[Collected data entries]
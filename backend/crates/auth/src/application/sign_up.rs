//! Sign Up Use Case
//!
//! Creates the identity, then the profile row. The two steps are not
//! atomic; [`RegistrationRecovery`] decides what happens to an identity
//! whose profile insert failed.

use std::sync::Arc;

use crate::application::config::{AuthConfig, RegistrationRecovery};
use crate::domain::entity::{Identity, NewProfile, Session};
use crate::domain::repository::{IdentityProvider, ProfileRepository};
use crate::domain::value_object::{DisplayName, Email, Password, Role};
use crate::error::AuthResult;

/// Sign up input
pub struct SignUpInput {
    pub email: String,
    pub password: String,
    pub role: Role,
    pub name: Option<String>,
}

/// Sign up output
#[derive(Debug)]
pub struct SignUpOutput {
    pub identity: Identity,
    pub role: Role,
    /// Present when the provider signed the new account in right away
    pub session: Option<Session>,
}

/// Sign up use case
pub struct SignUpUseCase<B>
where
    B: IdentityProvider + ProfileRepository,
{
    backend: Arc<B>,
    config: Arc<AuthConfig>,
}

impl<B> SignUpUseCase<B>
where
    B: IdentityProvider + ProfileRepository,
{
    pub fn new(backend: Arc<B>, config: Arc<AuthConfig>) -> Self {
        Self { backend, config }
    }

    pub async fn execute(&self, input: SignUpInput) -> AuthResult<SignUpOutput> {
        let email = Email::new(&input.email)?;
        let password = Password::new(input.password)?;
        let name = DisplayName::parse(input.name.as_deref())?;

        let created = self.backend.create_account(&email, &password).await?;
        let identity = created.identity;

        let profile = NewProfile {
            id: identity.id,
            email,
            role: input.role,
            name,
        };
        let token = created.session.as_ref().map(|s| &s.access_token);

        if let Err(err) = self.backend.insert(&profile, token).await {
            self.recover(&identity, &err.to_string()).await;
            return Err(err);
        }

        tracing::info!(
            identity_id = %identity.id,
            role = %input.role,
            signed_in = created.session.is_some(),
            "Account registered"
        );

        Ok(SignUpOutput {
            identity,
            role: input.role,
            session: created.session,
        })
    }

    async fn recover(&self, identity: &Identity, reason: &str) {
        match self.config.registration_recovery {
            RegistrationRecovery::LeaveOrphan => {
                tracing::warn!(
                    identity_id = %identity.id,
                    reason,
                    "Profile insert failed; identity left without profile"
                );
            }
            RegistrationRecovery::Compensate => {
                match self.backend.delete_account(&identity.id).await {
                    Ok(()) => tracing::info!(
                        identity_id = %identity.id,
                        reason,
                        "Profile insert failed; identity removed"
                    ),
                    Err(e) => tracing::error!(
                        identity_id = %identity.id,
                        error = %e,
                        "Profile insert failed and identity could not be removed"
                    ),
                }
            }
        }
    }
}
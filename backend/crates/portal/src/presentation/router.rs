//! Portal Router

use auth::domain::repository::{IdentityProvider, ProfileRepository};
use auth::guarded;
use auth::middleware::RouteGuard;
use auth::models::Route;
use axum::{
    Router,
    extract::DefaultBodyLimit,
    routing::{get, post},
};
use std::sync::Arc;
use std::time::Duration;

use crate::application::config::PortalConfig;
use crate::domain::classifier::ImageClassifier;
use crate::domain::navigation::allowed_roles;
use crate::infra::SimulatedClassifier;
use crate::presentation::handlers::{self, PortalAppState};

/// Report bodies carry a base64 photo
const REPORT_BODY_LIMIT: usize = 16 * 1024 * 1024;

const DASHBOARD_ROUTES: [Route; 3] = [
    Route::Dashboard,
    Route::MunicipalDashboard,
    Route::AdminDashboard,
];

const PLACEHOLDER_ROUTES: [Route; 8] = [
    Route::MyReports,
    Route::AssignedIssues,
    Route::LiveMap,
    Route::Analytics,
    Route::Users,
    Route::Notifications,
    Route::Settings,
    Route::Profile,
];

/// Create the portal router with the simulated classifier
pub fn portal_router<B>(config: PortalConfig, settle_timeout: Duration) -> Router
where
    B: IdentityProvider + ProfileRepository + Send + Sync + 'static,
{
    let classifier = SimulatedClassifier::new(config.classification_latency);
    portal_router_generic::<B, _>(classifier, config, settle_timeout)
}

/// Create a portal router for any classifier implementation.
/// Needs `auth::with_client_context` applied on the composed router.
pub fn portal_router_generic<B, C>(
    classifier: C,
    config: PortalConfig,
    settle_timeout: Duration,
) -> Router
where
    B: IdentityProvider + ProfileRepository + Send + Sync + 'static,
    C: ImageClassifier + Send + Sync + 'static,
{
    let state = PortalAppState {
        classifier: Arc::new(classifier),
        config: Arc::new(config),
    };
    let guard = |route: Route| RouteGuard::new(allowed_roles(route), settle_timeout);

    let dashboards = DASHBOARD_ROUTES.into_iter().fold(Router::new(), |router, route| {
        router.merge(guarded::<B>(
            Router::new().route(route.path(), get(handlers::dashboard)),
            guard(route),
        ))
    });

    let placeholders = PLACEHOLDER_ROUTES
        .into_iter()
        .fold(Router::new(), |router, route| {
            router.merge(guarded::<B>(
                Router::new().route(route.path(), get(handlers::placeholder)),
                guard(route),
            ))
        });

    let report = guarded::<B>(
        Router::new()
            .route(
                Route::ReportIssue.path(),
                get(handlers::report_page).post(handlers::submit_report::<C>),
            )
            .route("/report-issue/classify", post(handlers::classify::<C>))
            .layer(DefaultBodyLimit::max(REPORT_BODY_LIMIT))
            .with_state(state),
        guard(Route::ReportIssue),
    );

    Router::new()
        .route(Route::Index.path(), get(handlers::index))
        .merge(dashboards)
        .merge(placeholders)
        .merge(report)
}
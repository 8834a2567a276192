//! View models and form payloads

use chrono::{DateTime, Utc};
use serde::{Deserialize, Serialize};

use crate::application::{AuthPhase, AuthState, Notification};
use crate::domain::entity::{Identity, Profile};
use crate::domain::value_object::{IdentityId, Role, Route};

// ============================================================================
// Shared
// ============================================================================

#[derive(Debug, Clone, Serialize)]
#[serde(rename_all = "camelCase")]
pub struct ProfileView {
    pub id: IdentityId,
    pub email: String,
    pub role: Role,
    pub role_label: &'static str,
    pub name: Option<String>,
    pub display_name: String,
    pub created_at: DateTime<Utc>,
}

impl From<&Profile> for ProfileView {
    fn from(profile: &Profile) -> Self {
        Self {
            id: profile.id,
            email: profile.email.clone(),
            role: profile.role,
            role_label: profile.role.label(),
            name: profile.name.clone(),
            display_name: profile.display_name().to_string(),
            created_at: profile.created_at,
        }
    }
}

/// Returned with `202 Accepted` while the auth state is still resolving
#[derive(Debug, Clone, Serialize)]
#[serde(rename_all = "camelCase")]
pub struct LoadingView {
    pub view: &'static str,
    pub phase: AuthPhase,
    pub retry_after_secs: u64,
}

impl LoadingView {
    pub fn new(phase: AuthPhase, retry_after_secs: u64) -> Self {
        Self {
            view: "loading",
            phase,
            retry_after_secs,
        }
    }
}

// ============================================================================
// Login
// ============================================================================

#[derive(Debug, Clone, Deserialize)]
pub struct LoginRequest {
    pub email: String,
    pub password: String,
}

#[derive(Debug, Clone, Serialize)]
#[serde(rename_all = "camelCase")]
pub struct LoginView {
    pub view: &'static str,
    pub title: &'static str,
    pub subtitle: &'static str,
    pub register_link: Route,
    pub notifications: Vec<Notification>,
}

impl LoginView {
    pub fn new(notifications: Vec<Notification>) -> Self {
        Self {
            view: "login",
            title: "Welcome back",
            subtitle: "Sign in to your CivGuard account",
            register_link: Route::Register,
            notifications,
        }
    }
}

// ============================================================================
// Register
// ============================================================================

#[derive(Debug, Clone, Deserialize)]
#[serde(rename_all = "camelCase")]
pub struct RegisterRequest {
    #[serde(default)]
    pub name: Option<String>,
    pub email: String,
    pub password: String,
    pub confirm_password: String,
    /// Role code; citizen when omitted
    #[serde(default)]
    pub role: Option<String>,
}

#[derive(Debug, Clone, Serialize)]
#[serde(rename_all = "camelCase")]
pub struct RoleOption {
    pub value: Role,
    pub label: &'static str,
}

#[derive(Debug, Clone, Serialize)]
#[serde(rename_all = "camelCase")]
pub struct RegisterView {
    pub view: &'static str,
    pub title: &'static str,
    pub roles: Vec<RoleOption>,
    pub login_link: Route,
    pub notifications: Vec<Notification>,
}

impl RegisterView {
    pub fn new(notifications: Vec<Notification>) -> Self {
        let roles = Role::ALL
            .into_iter()
            .filter(Role::is_self_registrable)
            .map(|role| RoleOption {
                value: role,
                label: role.label(),
            })
            .collect();

        Self {
            view: "register",
            title: "Create an account",
            roles,
            login_link: Route::Login,
            notifications,
        }
    }
}

// ============================================================================
// Auth state
// ============================================================================

#[derive(Debug, Clone, Serialize)]
#[serde(rename_all = "camelCase")]
pub struct AuthStateResponse {
    pub phase: AuthPhase,
    pub is_loading: bool,
    pub user: Option<Identity>,
    pub profile: Option<ProfileView>,
    pub redirect_path: Route,
}

impl From<&AuthState> for AuthStateResponse {
    fn from(state: &AuthState) -> Self {
        Self {
            phase: state.phase(),
            is_loading: state.is_loading(),
            user: state.user.clone(),
            profile: state.profile.as_ref().map(ProfileView::from),
            redirect_path: state.redirect_path(),
        }
    }
}
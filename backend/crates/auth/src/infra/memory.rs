//! In-Memory Backend
//!
//! Process-local stand-in for the hosted backend, used for local
//! development and tests. Supports failure injection per operation and a
//! gate that holds every call until released.

use chrono::Utc;
use platform::crypto::random_token;
use std::collections::{HashMap, HashSet, VecDeque};
use std::fmt;
use std::sync::{Arc, Mutex, PoisonError};
use std::time::Duration;
use tokio::sync::watch;

use crate::domain::entity::{
    AccessToken, AccountCreated, Identity, NewProfile, Profile, RefreshToken, Session,
};
use crate::domain::repository::{IdentityProvider, ProfileRepository};
use crate::domain::value_object::{Email, IdentityId, Password, Role};
use crate::error::{AuthError, AuthResult};

/// Only the most recent operations are kept in the call log
pub const MAX_RECORDED_CALLS: usize = 256;

/// Backend operations that can be made to fail
#[derive(Debug, Clone, Copy, PartialEq, Eq, Hash)]
pub enum BackendOperation {
    CreateAccount,
    SignIn,
    SignOut,
    RefreshSession,
    DeleteAccount,
    FindProfile,
    FindRole,
    InsertProfile,
}

impl fmt::Display for BackendOperation {
    fn fmt(&self, f: &mut fmt::Formatter<'_>) -> fmt::Result {
        fmt::Debug::fmt(self, f)
    }
}

struct Account {
    identity: Identity,
    password: String,
}

#[derive(Default)]
struct Store {
    accounts: HashMap<String, Account>,
    profiles: HashMap<IdentityId, Profile>,
    access_tokens: HashMap<String, IdentityId>,
    refresh_tokens: HashMap<String, IdentityId>,
}

struct Inner {
    store: Mutex<Store>,
    failing: Mutex<HashSet<BackendOperation>>,
    calls: Mutex<VecDeque<BackendOperation>>,
    paused: watch::Sender<bool>,
    auto_confirm: bool,
    session_ttl: Duration,
}

/// Cheap to clone; clones share state
#[derive(Clone)]
pub struct InMemoryBackend {
    inner: Arc<Inner>,
}

impl Default for InMemoryBackend {
    fn default() -> Self {
        Self::new()
    }
}

impl fmt::Debug for InMemoryBackend {
    fn fmt(&self, f: &mut fmt::Formatter<'_>) -> fmt::Result {
        f.debug_struct("InMemoryBackend")
            .field("auto_confirm", &self.inner.auto_confirm)
            .field("session_ttl", &self.inner.session_ttl)
            .finish_non_exhaustive()
    }
}

impl InMemoryBackend {
    pub fn new() -> Self {
        Self::with_options(true, Duration::from_secs(3600))
    }

    /// `auto_confirm = false` behaves like a provider that requires email
    /// confirmation: sign-up returns no session
    pub fn with_options(auto_confirm: bool, session_ttl: Duration) -> Self {
        let (paused, _rx) = watch::channel(false);
        Self {
            inner: Arc::new(Inner {
                store: Mutex::new(Store::default()),
                failing: Mutex::new(HashSet::new()),
                calls: Mutex::new(VecDeque::with_capacity(MAX_RECORDED_CALLS)),
                paused,
                auto_confirm,
                session_ttl,
            }),
        }
    }

    /// Backend pre-populated with one account per role
    /// (`citizen@civguard.local`, `officer@civguard.local`,
    /// `admin@civguard.local`; password `civguard`)
    pub fn with_demo_accounts() -> Self {
        let backend = Self::new();
        for (email, role, name) in [
            ("citizen@civguard.local", Role::Citizen, "Casey Citizen"),
            ("officer@civguard.local", Role::Officer, "Morgan Officer"),
            ("admin@civguard.local", Role::Admin, "Alex Admin"),
        ] {
            backend.seed_account(email, "civguard", Some(role), Some(name));
        }
        backend
    }

    // ------------------------------------------------------------------
    // Test and development controls
    // ------------------------------------------------------------------

    /// Create an identity directly. `role = None` leaves it without a profile.
    pub fn seed_account(
        &self,
        email: &str,
        password: &str,
        role: Option<Role>,
        name: Option<&str>,
    ) -> IdentityId {
        let identity = Identity::new(IdentityId::new(), email.trim().to_lowercase());
        let id = identity.id;

        let mut store = self.lock_store();
        if let Some(role) = role {
            store.profiles.insert(
                id,
                Profile {
                    id,
                    email: identity.email.clone(),
                    role,
                    name: name.map(str::to_string),
                    created_at: Utc::now(),
                },
            );
        }
        store.accounts.insert(
            identity.email.clone(),
            Account {
                identity,
                password: password.to_string(),
            },
        );
        id
    }

    /// Make every call of `operation` fail until cleared
    pub fn set_failing(&self, operation: BackendOperation, failing: bool) {
        let mut set = self.inner.failing.lock().unwrap_or_else(PoisonError::into_inner);
        if failing {
            set.insert(operation);
        } else {
            set.remove(&operation);
        }
    }

    /// Hold every call until [`resume`](Self::resume)
    pub fn pause(&self) {
        self.inner.paused.send_replace(true);
    }

    pub fn resume(&self) {
        self.inner.paused.send_replace(false);
    }

    /// Most recent operations invoked, oldest first
    pub fn calls(&self) -> Vec<BackendOperation> {
        let calls = self.inner.calls.lock().unwrap_or_else(PoisonError::into_inner);
        calls.iter().copied().collect()
    }

    pub fn profile(&self, id: &IdentityId) -> Option<Profile> {
        self.lock_store().profiles.get(id).cloned()
    }

    pub fn has_account(&self, email: &str) -> bool {
        self.lock_store().accounts.contains_key(&email.trim().to_lowercase())
    }

    pub fn active_sessions(&self) -> usize {
        self.lock_store().access_tokens.len()
    }

    /// Forget every issued token, as if they had all expired
    pub fn revoke_all_sessions(&self) {
        let mut store = self.lock_store();
        store.access_tokens.clear();
        store.refresh_tokens.clear();
    }

    /// Change a stored role behind the application's back
    pub fn set_role(&self, id: &IdentityId, role: Role) {
        if let Some(profile) = self.lock_store().profiles.get_mut(id) {
            profile.role = role;
        }
    }

    // ------------------------------------------------------------------
    // Internals
    // ------------------------------------------------------------------

    fn lock_store(&self) -> std::sync::MutexGuard<'_, Store> {
        self.inner.store.lock().unwrap_or_else(PoisonError::into_inner)
    }

    /// Record the call, wait while paused, apply injected failures
    async fn enter(&self, operation: BackendOperation) -> AuthResult<()> {
        {
            let mut calls = self.inner.calls.lock().unwrap_or_else(PoisonError::into_inner);
            if calls.len() >= MAX_RECORDED_CALLS {
                calls.pop_front();
            }
            calls.push_back(operation);
        }

        let mut paused = self.inner.paused.subscribe();
        // The sender lives in `self`, so this only fails if it was dropped
        let _ = paused.wait_for(|paused| !*paused).await;

        let failing = self
            .inner
            .failing
            .lock()
            .unwrap_or_else(PoisonError::into_inner)
            .contains(&operation);
        if failing {
            return Err(AuthError::Unavailable(format!("{operation} failed (injected)")));
        }
        Ok(())
    }

    fn issue_session(&self, store: &mut Store, identity: &Identity) -> Session {
        let access = random_token(24);
        let refresh = random_token(24);
        store.access_tokens.insert(access.clone(), identity.id);
        store.refresh_tokens.insert(refresh.clone(), identity.id);

        let ttl = chrono::Duration::from_std(self.inner.session_ttl)
            .unwrap_or_else(|_| chrono::Duration::hours(1));
        Session {
            identity: identity.clone(),
            access_token: AccessToken::new(access),
            refresh_token: RefreshToken::new(refresh),
            expires_at: Utc::now() + ttl,
        }
    }
}

impl IdentityProvider for InMemoryBackend {
    async fn create_account(&self, email: &Email, password: &Password) -> AuthResult<AccountCreated> {
        self.enter(BackendOperation::CreateAccount).await?;

        let mut store = self.lock_store();
        if store.accounts.contains_key(email.as_str()) {
            return Err(AuthError::AccountExists("User already registered".to_string()));
        }

        let identity = Identity::new(IdentityId::new(), email.as_str());
        store.accounts.insert(
            email.as_str().to_string(),
            Account {
                identity: identity.clone(),
                password: password.expose().to_string(),
            },
        );

        let session = self
            .inner
            .auto_confirm
            .then(|| self.issue_session(&mut store, &identity));
        Ok(AccountCreated { identity, session })
    }

    async fn sign_in_with_password(&self, email: &Email, password: &Password) -> AuthResult<Session> {
        self.enter(BackendOperation::SignIn).await?;

        let mut store = self.lock_store();
        let identity = match store.accounts.get(email.as_str()) {
            Some(account) if account.password == password.expose() => account.identity.clone(),
            _ => return Err(AuthError::InvalidCredentials),
        };
        Ok(self.issue_session(&mut store, &identity))
    }

    async fn sign_out(&self, access_token: &AccessToken) -> AuthResult<()> {
        self.enter(BackendOperation::SignOut).await?;

        let mut store = self.lock_store();
        if let Some(id) = store.access_tokens.remove(access_token.expose()) {
            store.refresh_tokens.retain(|_, owner| *owner != id);
        }
        Ok(())
    }

    async fn refresh_session(&self, refresh_token: &RefreshToken) -> AuthResult<Session> {
        self.enter(BackendOperation::RefreshSession).await?;

        let mut store = self.lock_store();
        let id = store
            .refresh_tokens
            .remove(refresh_token.expose())
            .ok_or(AuthError::SessionInvalid)?;
        let identity = store
            .accounts
            .values()
            .find(|account| account.identity.id == id)
            .map(|account| account.identity.clone())
            .ok_or(AuthError::SessionInvalid)?;
        Ok(self.issue_session(&mut store, &identity))
    }

    async fn delete_account(&self, id: &IdentityId) -> AuthResult<()> {
        self.enter(BackendOperation::DeleteAccount).await?;

        let mut store = self.lock_store();
        store.accounts.retain(|_, account| account.identity.id != *id);
        store.profiles.remove(id);
        store.access_tokens.retain(|_, owner| owner != id);
        store.refresh_tokens.retain(|_, owner| owner != id);
        Ok(())
    }
}

impl ProfileRepository for InMemoryBackend {
    async fn find_by_id(
        &self,
        id: &IdentityId,
        _token: Option<&AccessToken>,
    ) -> AuthResult<Option<Profile>> {
        self.enter(BackendOperation::FindProfile).await?;
        Ok(self.lock_store().profiles.get(id).cloned())
    }

    async fn find_role(&self, id: &IdentityId, _token: Option<&AccessToken>) -> AuthResult<Option<Role>> {
        self.enter(BackendOperation::FindRole).await?;
        Ok(self.lock_store().profiles.get(id).map(|p| p.role))
    }

    async fn insert(&self, profile: &NewProfile, _token: Option<&AccessToken>) -> AuthResult<()> {
        self.enter(BackendOperation::InsertProfile).await?;

        let mut store = self.lock_store();
        if store.profiles.contains_key(&profile.id) {
            return Err(AuthError::AccountExists("Profile already exists".to_string()));
        }
        store
            .profiles
            .insert(profile.id, profile.clone().into_profile(Utc::now()));
        Ok(())
    }
}
//! API DTOs (Data Transfer Objects)

use auth::application::Notification;
use auth::models::Route;
use chrono::{DateTime, Utc};
use serde::{Deserialize, Serialize};

use crate::application::classify::ClassifyOutput;
use crate::application::dashboard::{Dashboard, Link};
use crate::application::shell::{BRAND, Shell};
use crate::application::submit_report::{ReportReceipt, SubmitReportInput};
use crate::domain::report::{IssueCategory, ReportDraft, ReportId};

#[derive(Debug, Clone, Copy, Serialize)]
pub struct FeatureCard {
    pub title: &'static str,
    pub description: &'static str,
}

#[derive(Debug, Clone, Copy, Serialize)]
pub struct Step {
    pub number: u8,
    pub title: &'static str,
    pub description: &'static str,
}

/// Response for GET /
#[derive(Debug, Clone, Serialize)]
#[serde(rename_all = "camelCase")]
pub struct IndexView {
    pub view: &'static str,
    pub brand: &'static str,
    pub headline: &'static str,
    pub tagline: &'static str,
    pub features: &'static [FeatureCard],
    pub steps: &'static [Step],
    pub calls_to_action: [Link; 2],
}

const FEATURES: [FeatureCard; 4] = [
    FeatureCard {
        title: "Live City Map",
        description: "See reported issues across the city in real time.",
    },
    FeatureCard {
        title: "AI Classification",
        description: "Photos are categorised automatically so reports reach the right team.",
    },
    FeatureCard {
        title: "Analytics Dashboard",
        description: "Track response times and resolution rates by category.",
    },
    FeatureCard {
        title: "Notifications",
        description: "Get updates as your reports move from pending to resolved.",
    },
];

const STEPS: [Step; 3] = [
    Step {
        number: 1,
        title: "Report",
        description: "Snap a photo and describe the issue with its location.",
    },
    Step {
        number: 2,
        title: "Classify",
        description: "AI identifies the issue type and routes it to the responsible department.",
    },
    Step {
        number: 3,
        title: "Resolve",
        description: "Municipal officers act on the report and you follow its progress.",
    },
];

impl Default for IndexView {
    fn default() -> Self {
        Self {
            view: "index",
            brand: BRAND,
            headline: "AI-Powered Urban Issue Reporting & Response",
            tagline: "Report potholes, garbage, graffiti and other city issues in seconds. \
                      Our AI classifies them and the right team takes it from there.",
            features: &FEATURES,
            steps: &STEPS,
            calls_to_action: [
                Link {
                    label: "Get Started",
                    to: Route::Register,
                },
                Link {
                    label: "Sign In",
                    to: Route::Login,
                },
            ],
        }
    }
}

/// Response for the role dashboards
#[derive(Debug, Clone, Serialize)]
#[serde(rename_all = "camelCase")]
pub struct DashboardView {
    pub view: &'static str,
    pub shell: Shell,
    pub dashboard: Dashboard,
    pub notifications: Vec<Notification>,
}

#[derive(Debug, Clone, Copy, Serialize)]
pub struct CategoryOption {
    pub value: &'static str,
    pub label: &'static str,
}

/// Response for GET /report-issue
#[derive(Debug, Clone, Serialize)]
#[serde(rename_all = "camelCase")]
pub struct ReportFormView {
    pub view: &'static str,
    pub shell: Shell,
    pub categories: Vec<CategoryOption>,
    pub classify_action: &'static str,
    pub notifications: Vec<Notification>,
}

impl ReportFormView {
    pub fn new(shell: Shell, notifications: Vec<Notification>) -> Self {
        Self {
            view: "report-issue",
            shell,
            categories: IssueCategory::ALL
                .into_iter()
                .map(|c| CategoryOption {
                    value: c.code(),
                    label: c.label(),
                })
                .collect(),
            classify_action: "/report-issue/classify",
            notifications,
        }
    }
}

/// Request for POST /report-issue/classify
#[derive(Debug, Clone, Deserialize)]
pub struct ClassifyRequest {
    /// Base64 or `data:` URL
    pub image: String,
}

/// Response for POST /report-issue/classify
#[derive(Debug, Clone, Serialize)]
#[serde(rename_all = "camelCase")]
pub struct ClassifyResponse {
    pub category: IssueCategory,
    pub label: &'static str,
    pub size_bytes: usize,
    pub progress: Vec<u8>,
}

impl From<ClassifyOutput> for ClassifyResponse {
    fn from(output: ClassifyOutput) -> Self {
        Self {
            category: output.category,
            label: output.category.label(),
            size_bytes: output.size_bytes,
            progress: output.progress,
        }
    }
}

/// Request for POST /report-issue
#[derive(Debug, Clone, Deserialize)]
#[serde(rename_all = "camelCase")]
pub struct SubmitReportRequest {
    pub title: String,
    pub description: String,
    pub location: String,
    #[serde(default)]
    pub category: Option<String>,
    #[serde(default)]
    pub image: Option<String>,
    #[serde(default)]
    pub ai_classification: Option<String>,
}

impl From<SubmitReportRequest> for SubmitReportInput {
    fn from(req: SubmitReportRequest) -> Self {
        Self {
            draft: ReportDraft {
                title: req.title,
                description: req.description,
                location: req.location,
                category: req.category,
            },
            image: req.image,
            ai_classification: req.ai_classification,
        }
    }
}

/// Response for a submitted report
#[derive(Debug, Clone, Serialize)]
#[serde(rename_all = "camelCase")]
pub struct ReceiptView {
    pub view: &'static str,
    pub id: ReportId,
    pub title: String,
    pub location: String,
    pub category: IssueCategory,
    #[serde(skip_serializing_if = "Option::is_none")]
    pub ai_classification: Option<IssueCategory>,
    pub has_image: bool,
    pub submitted_at: DateTime<Utc>,
    pub notifications: Vec<Notification>,
}

impl ReceiptView {
    pub fn new(receipt: ReportReceipt, notifications: Vec<Notification>) -> Self {
        Self {
            view: "report-submitted",
            id: receipt.id,
            title: receipt.title,
            location: receipt.location,
            category: receipt.category,
            ai_classification: receipt.ai_classification,
            has_image: receipt.has_image,
            submitted_at: receipt.submitted_at,
            notifications,
        }
    }
}

/// Response for pages that only carry the shell and a title
#[derive(Debug, Clone, Serialize)]
pub struct PlaceholderView {
    pub view: &'static str,
    pub title: &'static str,
    pub shell: Shell,
    pub notifications: Vec<Notification>,
}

§ YOUR INSTRUCTIONS
Search the records for the word "bool", then list every line that has it.

§ FINAL ANSWER
    pub is_loading: bool,
    paused: watch::Sender<bool>,
    auto_confirm: bool,
    pub fn with_options(auto_confirm: bool, session_ttl: Duration) -> Self {
    pub fn set_failing(&self, operation: BackendOperation, failing: bool) {
    pub fn has_account(&self, email: &str) -> bool {
    pub has_image: bool,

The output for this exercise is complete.